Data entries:
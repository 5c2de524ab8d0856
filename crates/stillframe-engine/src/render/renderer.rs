use bytemuck::{Pod, Zeroable};

use crate::device::DEPTH_FORMAT;
use crate::options::{RenderOptions, ShadeMode};
use crate::render::{Camera, GpuMesh, RenderCtx, RenderTarget};

use super::mesh::{EdgeInstance, Vertex};

// Headlight material: ambient, diffuse, specular, shininess.
const LIGHT: [f32; 4] = [0.25, 0.75, 0.2, 32.0];

/// Draws one mesh per frame: a clear pass, then either the lit surface (with
/// an optional wireframe overlay) or, for point clouds, screen-space sprites.
///
/// Pipelines are built lazily for the target format and culling mode and
/// rebuilt only when either changes.
#[derive(Default)]
pub struct MeshRenderer {
    pipeline_key: Option<PipelineKey>,
    surface_pipeline: Option<wgpu::RenderPipeline>,
    edge_pipeline: Option<wgpu::RenderPipeline>,
    point_pipeline: Option<wgpu::RenderPipeline>,

    bind_group_layout: Option<wgpu::BindGroupLayout>,
    bind_group: Option<wgpu::BindGroup>,
    globals_ubo: Option<wgpu::Buffer>,
}

#[derive(Debug, Copy, Clone, Eq, PartialEq)]
struct PipelineKey {
    format: wgpu::TextureFormat,
    cull_back_faces: bool,
}

impl MeshRenderer {
    pub fn new() -> Self {
        Self::default()
    }

    /// Clears `target` to the background color and draws `mesh` if present.
    pub fn render(
        &mut self,
        ctx: &RenderCtx<'_>,
        target: &mut RenderTarget<'_>,
        mesh: Option<&GpuMesh>,
        camera: &Camera,
        options: &RenderOptions,
    ) {
        self.ensure_pipelines(
            ctx,
            PipelineKey {
                format: ctx.target_format,
                cull_back_faces: !options.mesh_show_back_face,
            },
        );
        self.ensure_bindings(ctx);

        if let Some(mesh) = mesh {
            self.write_globals(ctx, mesh, camera, options);
        }

        let mut rpass = target.encoder.begin_render_pass(&wgpu::RenderPassDescriptor {
            label: Some("stillframe mesh pass"),
            color_attachments: &[Some(wgpu::RenderPassColorAttachment {
                view: target.color_view,
                resolve_target: None,
                ops: wgpu::Operations {
                    load: wgpu::LoadOp::Clear(options.clear_color()),
                    store: wgpu::StoreOp::Store,
                },
                depth_slice: None,
            })],
            depth_stencil_attachment: Some(wgpu::RenderPassDepthStencilAttachment {
                view: target.depth_view,
                depth_ops: Some(wgpu::Operations {
                    load: wgpu::LoadOp::Clear(1.0),
                    store: wgpu::StoreOp::Store,
                }),
                stencil_ops: None,
            }),
            timestamp_writes: None,
            occlusion_query_set: None,
            multiview_mask: None,
        });

        let Some(mesh) = mesh else { return };
        let Some(bind_group) = self.bind_group.as_ref() else { return };
        rpass.set_bind_group(0, bind_group, &[]);

        match mesh.indices.as_ref() {
            None => {
                let Some(pipeline) = self.point_pipeline.as_ref() else { return };
                rpass.set_pipeline(pipeline);
                rpass.set_vertex_buffer(0, mesh.vertices.slice(..));
                rpass.draw(0..6, 0..mesh.vertex_count);
            }
            Some(indices) => {
                let Some(pipeline) = self.surface_pipeline.as_ref() else { return };
                rpass.set_pipeline(pipeline);
                rpass.set_vertex_buffer(0, mesh.vertices.slice(..));
                rpass.set_index_buffer(indices.slice(..), wgpu::IndexFormat::Uint32);
                rpass.draw_indexed(0..mesh.index_count, 0, 0..1);

                if options.mesh_show_wireframe {
                    if let (Some(pipeline), Some(edges)) =
                        (self.edge_pipeline.as_ref(), mesh.edges.as_ref())
                    {
                        rpass.set_pipeline(pipeline);
                        rpass.set_vertex_buffer(0, edges.slice(..));
                        rpass.draw(0..6, 0..mesh.edge_count);
                    }
                }
            }
        }
    }

    fn ensure_pipelines(&mut self, ctx: &RenderCtx<'_>, key: PipelineKey) {
        if self.pipeline_key == Some(key) && self.surface_pipeline.is_some() {
            return;
        }

        let shader = ctx.device.create_shader_module(wgpu::ShaderModuleDescriptor {
            label: Some("stillframe mesh shader"),
            source: wgpu::ShaderSource::Wgsl(include_str!("shaders/mesh.wgsl").into()),
        });

        let bind_group_layout = match self.bind_group_layout.take() {
            Some(bgl) => bgl,
            None => ctx
                .device
                .create_bind_group_layout(&wgpu::BindGroupLayoutDescriptor {
                    label: Some("stillframe mesh bgl"),
                    entries: &[wgpu::BindGroupLayoutEntry {
                        binding: 0,
                        visibility: wgpu::ShaderStages::VERTEX_FRAGMENT,
                        ty: wgpu::BindingType::Buffer {
                            ty: wgpu::BufferBindingType::Uniform,
                            has_dynamic_offset: false,
                            min_binding_size: wgpu::BufferSize::new(
                                std::mem::size_of::<Globals>() as u64,
                            ),
                        },
                        count: None,
                    }],
                }),
        };

        let pipeline_layout = ctx
            .device
            .create_pipeline_layout(&wgpu::PipelineLayoutDescriptor {
                label: Some("stillframe mesh pipeline layout"),
                bind_group_layouts: &[&bind_group_layout],
                immediate_size: 0,
            });

        let (device, layout, format) = (ctx.device, &pipeline_layout, key.format);

        // The surface is pushed back slightly so wireframe edges win the depth test.
        let surface = create_pipeline(device, layout, &shader, format, PipelineDesc {
            label: "stillframe surface pipeline",
            vs: "vs_surface",
            fs: "fs_surface",
            buffers: &[Vertex::layout(wgpu::VertexStepMode::Vertex)],
            cull_mode: key.cull_back_faces.then_some(wgpu::Face::Back),
            depth_bias: wgpu::DepthBiasState {
                constant: 2,
                slope_scale: 1.0,
                clamp: 0.0,
            },
        });
        let edges = create_pipeline(device, layout, &shader, format, PipelineDesc {
            label: "stillframe edge pipeline",
            vs: "vs_edge",
            fs: "fs_edge",
            buffers: &[EdgeInstance::layout()],
            cull_mode: None,
            depth_bias: wgpu::DepthBiasState::default(),
        });
        let points = create_pipeline(device, layout, &shader, format, PipelineDesc {
            label: "stillframe point pipeline",
            vs: "vs_point",
            fs: "fs_point",
            buffers: &[Vertex::layout(wgpu::VertexStepMode::Instance)],
            cull_mode: None,
            depth_bias: wgpu::DepthBiasState::default(),
        });

        log::debug!("mesh pipelines built for {key:?}");

        self.pipeline_key = Some(key);
        self.surface_pipeline = Some(surface);
        self.edge_pipeline = Some(edges);
        self.point_pipeline = Some(points);
        self.bind_group_layout = Some(bind_group_layout);
    }

    fn ensure_bindings(&mut self, ctx: &RenderCtx<'_>) {
        if self.bind_group.is_some() && self.globals_ubo.is_some() {
            return;
        }
        let Some(bgl) = self.bind_group_layout.as_ref() else { return };

        let globals_ubo = ctx.device.create_buffer(&wgpu::BufferDescriptor {
            label: Some("stillframe globals ubo"),
            size: std::mem::size_of::<Globals>() as u64,
            usage: wgpu::BufferUsages::UNIFORM | wgpu::BufferUsages::COPY_DST,
            mapped_at_creation: false,
        });

        let bind_group = ctx.device.create_bind_group(&wgpu::BindGroupDescriptor {
            label: Some("stillframe globals bind group"),
            layout: bgl,
            entries: &[wgpu::BindGroupEntry {
                binding: 0,
                resource: globals_ubo.as_entire_binding(),
            }],
        });

        self.globals_ubo = Some(globals_ubo);
        self.bind_group = Some(bind_group);
    }

    fn write_globals(
        &self,
        ctx: &RenderCtx<'_>,
        mesh: &GpuMesh,
        camera: &Camera,
        options: &RenderOptions,
    ) {
        let Some(ubo) = self.globals_ubo.as_ref() else { return };
        let globals = Globals::new(ctx, mesh, camera, options);
        ctx.queue.write_buffer(ubo, 0, bytemuck::bytes_of(&globals));
    }
}

struct PipelineDesc<'a> {
    label: &'a str,
    vs: &'a str,
    fs: &'a str,
    buffers: &'a [wgpu::VertexBufferLayout<'a>],
    cull_mode: Option<wgpu::Face>,
    depth_bias: wgpu::DepthBiasState,
}

fn create_pipeline(
    device: &wgpu::Device,
    layout: &wgpu::PipelineLayout,
    shader: &wgpu::ShaderModule,
    format: wgpu::TextureFormat,
    desc: PipelineDesc<'_>,
) -> wgpu::RenderPipeline {
    device.create_render_pipeline(&wgpu::RenderPipelineDescriptor {
        label: Some(desc.label),
        layout: Some(layout),

        vertex: wgpu::VertexState {
            module: shader,
            entry_point: Some(desc.vs),
            compilation_options: Default::default(),
            buffers: desc.buffers,
        },

        fragment: Some(wgpu::FragmentState {
            module: shader,
            entry_point: Some(desc.fs),
            compilation_options: Default::default(),
            targets: &[Some(wgpu::ColorTargetState {
                format,
                blend: None,
                write_mask: wgpu::ColorWrites::ALL,
            })],
        }),

        primitive: wgpu::PrimitiveState {
            topology: wgpu::PrimitiveTopology::TriangleList,
            strip_index_format: None,
            front_face: wgpu::FrontFace::Ccw,
            cull_mode: desc.cull_mode,
            polygon_mode: wgpu::PolygonMode::Fill,
            unclipped_depth: false,
            conservative: false,
        },

        depth_stencil: Some(wgpu::DepthStencilState {
            format: DEPTH_FORMAT,
            depth_write_enabled: true,
            depth_compare: wgpu::CompareFunction::LessEqual,
            stencil: wgpu::StencilState::default(),
            bias: desc.depth_bias,
        }),
        multisample: wgpu::MultisampleState::default(),

        multiview_mask: None,
        cache: None,
    })
}

// ── uniforms ──────────────────────────────────────────────────────────────

/// Mirrors `Globals` in `mesh.wgsl`.
#[repr(C)]
#[derive(Debug, Copy, Clone, PartialEq, Pod, Zeroable)]
struct Globals {
    view_proj: [[f32; 4]; 4],
    eye: [f32; 4],
    base_color: [f32; 4],
    light: [f32; 4],
    flags: [u32; 4],
    bounds_min: [f32; 4],
    bounds_max: [f32; 4],
    viewport: [f32; 4],
}

impl Globals {
    fn new(ctx: &RenderCtx<'_>, mesh: &GpuMesh, camera: &Camera, options: &RenderOptions) -> Self {
        Self::from_parts(
            ctx.size,
            camera,
            options,
            mesh.is_point_cloud(),
            mesh.has_colors,
            mesh.bounds(),
        )
    }

    fn from_parts(
        size: (u32, u32),
        camera: &Camera,
        options: &RenderOptions,
        point_cloud: bool,
        has_colors: bool,
        bounds: stillframe_ply::Bounds,
    ) -> Self {
        let (w, h) = (size.0.max(1) as f32, size.1.max(1) as f32);

        let color_mode = if point_cloud {
            options.point_color_option
        } else {
            options.mesh_color_option
        };
        // Point clouds have no faces to derive flat normals from.
        let smooth = point_cloud || options.mesh_shade_option == ShadeMode::Smooth;

        let base = options
            .default_mesh_color
            .map(|c| crate::options::srgb_to_linear(c.clamp(0.0, 1.0)));

        Self {
            view_proj: camera.view_proj(w / h).to_cols_array_2d(),
            eye: camera.eye().extend(1.0).to_array(),
            base_color: [base[0], base[1], base[2], 1.0],
            light: LIGHT,
            flags: [
                u32::from(options.light_on),
                u32::from(smooth),
                color_mode.shader_code(),
                u32::from(has_colors),
            ],
            bounds_min: [bounds.min[0], bounds.min[1], bounds.min[2], 0.0],
            bounds_max: [bounds.max[0], bounds.max[1], bounds.max[2], 0.0],
            viewport: [w, h, options.point_size, options.line_width],
        }
    }
}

What is expected: Search the records for the string "RenderTarget" and, wherever a line contains it, please copy that line.

Response area:
use crate::render::{Camera, GpuMesh, RenderCtx, RenderTarget};
        target: &mut RenderTarget<'_>,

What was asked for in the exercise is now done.